▶ _Materials provided_
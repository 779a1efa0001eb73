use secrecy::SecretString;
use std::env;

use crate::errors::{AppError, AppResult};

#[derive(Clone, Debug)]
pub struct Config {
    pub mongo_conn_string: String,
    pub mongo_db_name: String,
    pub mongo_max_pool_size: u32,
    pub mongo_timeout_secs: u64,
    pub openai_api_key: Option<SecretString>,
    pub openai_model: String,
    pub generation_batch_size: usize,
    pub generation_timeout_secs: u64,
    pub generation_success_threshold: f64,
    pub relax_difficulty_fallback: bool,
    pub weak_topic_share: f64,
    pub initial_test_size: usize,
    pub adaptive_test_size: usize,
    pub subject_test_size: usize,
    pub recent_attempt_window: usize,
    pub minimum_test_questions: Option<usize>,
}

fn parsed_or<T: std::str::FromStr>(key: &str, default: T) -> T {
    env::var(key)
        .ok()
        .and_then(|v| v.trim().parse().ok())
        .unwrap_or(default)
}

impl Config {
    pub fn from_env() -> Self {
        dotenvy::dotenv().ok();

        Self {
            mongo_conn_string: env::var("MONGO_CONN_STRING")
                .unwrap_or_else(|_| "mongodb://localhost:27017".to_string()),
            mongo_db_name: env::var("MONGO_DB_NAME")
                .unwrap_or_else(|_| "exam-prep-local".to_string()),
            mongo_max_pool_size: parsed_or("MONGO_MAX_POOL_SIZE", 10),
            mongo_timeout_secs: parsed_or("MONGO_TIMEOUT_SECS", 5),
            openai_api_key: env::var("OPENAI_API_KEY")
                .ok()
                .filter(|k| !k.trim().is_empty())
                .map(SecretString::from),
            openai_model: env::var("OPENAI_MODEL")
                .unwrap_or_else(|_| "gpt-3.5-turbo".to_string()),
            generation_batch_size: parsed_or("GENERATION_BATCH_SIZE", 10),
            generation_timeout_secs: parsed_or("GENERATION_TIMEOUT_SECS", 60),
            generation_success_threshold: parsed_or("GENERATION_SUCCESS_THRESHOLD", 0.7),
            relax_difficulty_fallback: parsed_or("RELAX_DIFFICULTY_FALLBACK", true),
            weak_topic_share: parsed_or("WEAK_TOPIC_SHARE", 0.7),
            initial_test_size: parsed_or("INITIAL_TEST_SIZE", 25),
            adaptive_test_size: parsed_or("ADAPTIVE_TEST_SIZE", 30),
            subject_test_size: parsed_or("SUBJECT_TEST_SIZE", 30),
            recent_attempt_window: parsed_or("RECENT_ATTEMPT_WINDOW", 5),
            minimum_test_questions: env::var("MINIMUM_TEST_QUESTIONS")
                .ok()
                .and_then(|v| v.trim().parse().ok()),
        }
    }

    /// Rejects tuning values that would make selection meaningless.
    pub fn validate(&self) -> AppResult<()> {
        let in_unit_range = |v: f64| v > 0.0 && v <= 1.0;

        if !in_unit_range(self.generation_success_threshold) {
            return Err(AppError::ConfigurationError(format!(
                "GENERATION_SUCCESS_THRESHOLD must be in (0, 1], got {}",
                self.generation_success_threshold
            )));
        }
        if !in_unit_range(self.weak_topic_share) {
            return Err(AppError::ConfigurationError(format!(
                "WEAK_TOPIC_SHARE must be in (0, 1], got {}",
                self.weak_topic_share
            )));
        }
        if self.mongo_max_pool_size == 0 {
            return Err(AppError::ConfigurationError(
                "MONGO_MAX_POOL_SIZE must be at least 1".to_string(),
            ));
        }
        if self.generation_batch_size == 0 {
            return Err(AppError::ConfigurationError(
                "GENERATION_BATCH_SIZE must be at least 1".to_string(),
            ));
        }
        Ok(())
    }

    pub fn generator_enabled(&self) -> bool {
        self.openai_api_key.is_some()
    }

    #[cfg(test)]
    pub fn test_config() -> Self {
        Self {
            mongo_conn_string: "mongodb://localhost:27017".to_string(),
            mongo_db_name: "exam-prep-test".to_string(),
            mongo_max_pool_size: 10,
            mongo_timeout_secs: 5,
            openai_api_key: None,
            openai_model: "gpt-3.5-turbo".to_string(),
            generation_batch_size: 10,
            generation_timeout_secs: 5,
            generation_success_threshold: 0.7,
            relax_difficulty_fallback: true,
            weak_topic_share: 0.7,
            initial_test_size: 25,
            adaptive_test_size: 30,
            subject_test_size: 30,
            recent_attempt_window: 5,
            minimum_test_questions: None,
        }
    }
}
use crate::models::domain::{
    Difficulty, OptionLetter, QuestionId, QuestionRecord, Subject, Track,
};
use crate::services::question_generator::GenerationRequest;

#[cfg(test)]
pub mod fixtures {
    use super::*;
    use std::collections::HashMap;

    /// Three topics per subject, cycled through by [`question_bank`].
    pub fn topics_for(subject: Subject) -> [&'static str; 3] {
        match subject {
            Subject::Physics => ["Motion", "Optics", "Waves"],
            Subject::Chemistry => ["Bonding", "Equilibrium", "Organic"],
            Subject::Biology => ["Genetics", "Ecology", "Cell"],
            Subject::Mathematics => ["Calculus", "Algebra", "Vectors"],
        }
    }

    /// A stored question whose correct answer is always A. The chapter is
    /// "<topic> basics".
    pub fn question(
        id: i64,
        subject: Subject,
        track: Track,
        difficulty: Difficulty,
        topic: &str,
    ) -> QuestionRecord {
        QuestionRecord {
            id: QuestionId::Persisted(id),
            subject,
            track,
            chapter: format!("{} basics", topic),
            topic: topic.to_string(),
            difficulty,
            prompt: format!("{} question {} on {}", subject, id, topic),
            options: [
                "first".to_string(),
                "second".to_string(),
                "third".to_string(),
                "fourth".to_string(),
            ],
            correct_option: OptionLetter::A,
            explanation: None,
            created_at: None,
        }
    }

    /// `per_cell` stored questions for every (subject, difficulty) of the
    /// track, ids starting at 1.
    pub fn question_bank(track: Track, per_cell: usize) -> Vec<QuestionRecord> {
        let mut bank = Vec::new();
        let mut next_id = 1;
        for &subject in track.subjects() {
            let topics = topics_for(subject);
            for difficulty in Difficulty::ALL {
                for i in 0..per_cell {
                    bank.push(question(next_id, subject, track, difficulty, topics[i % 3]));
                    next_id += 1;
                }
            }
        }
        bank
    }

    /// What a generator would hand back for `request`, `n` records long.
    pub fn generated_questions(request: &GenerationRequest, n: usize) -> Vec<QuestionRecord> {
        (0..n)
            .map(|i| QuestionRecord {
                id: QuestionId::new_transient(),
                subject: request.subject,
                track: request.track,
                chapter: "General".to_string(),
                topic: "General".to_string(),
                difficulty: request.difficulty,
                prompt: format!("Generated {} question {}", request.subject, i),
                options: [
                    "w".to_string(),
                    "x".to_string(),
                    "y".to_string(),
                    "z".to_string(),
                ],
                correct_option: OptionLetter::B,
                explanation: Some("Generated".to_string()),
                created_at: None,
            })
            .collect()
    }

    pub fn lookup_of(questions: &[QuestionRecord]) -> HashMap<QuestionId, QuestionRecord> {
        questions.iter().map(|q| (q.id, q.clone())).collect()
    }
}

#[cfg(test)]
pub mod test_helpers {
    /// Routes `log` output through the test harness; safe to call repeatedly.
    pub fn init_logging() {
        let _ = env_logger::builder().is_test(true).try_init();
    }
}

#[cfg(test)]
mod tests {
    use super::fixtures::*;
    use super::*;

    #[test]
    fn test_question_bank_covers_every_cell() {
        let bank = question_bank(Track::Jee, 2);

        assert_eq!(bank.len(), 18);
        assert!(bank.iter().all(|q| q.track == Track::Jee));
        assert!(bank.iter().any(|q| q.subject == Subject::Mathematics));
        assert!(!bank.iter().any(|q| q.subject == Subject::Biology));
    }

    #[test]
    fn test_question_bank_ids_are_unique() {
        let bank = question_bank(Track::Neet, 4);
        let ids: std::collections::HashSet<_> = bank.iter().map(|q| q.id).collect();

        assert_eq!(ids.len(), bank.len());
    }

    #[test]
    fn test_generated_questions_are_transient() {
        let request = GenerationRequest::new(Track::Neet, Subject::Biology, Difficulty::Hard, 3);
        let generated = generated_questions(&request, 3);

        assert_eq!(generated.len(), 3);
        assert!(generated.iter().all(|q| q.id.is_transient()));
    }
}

▶ _Task prompt_
Check each line of the entries above, and show every one holding the word "QuestionRecord".

▶ _Written response_
    Difficulty, OptionLetter, QuestionId, QuestionRecord, Subject, Track,
    ) -> QuestionRecord {
        QuestionRecord {
    pub fn question_bank(track: Track, per_cell: usize) -> Vec<QuestionRecord> {
    pub fn generated_questions(request: &GenerationRequest, n: usize) -> Vec<QuestionRecord> {
            .map(|i| QuestionRecord {
    pub fn lookup_of(questions: &[QuestionRecord]) -> HashMap<QuestionId, QuestionRecord> {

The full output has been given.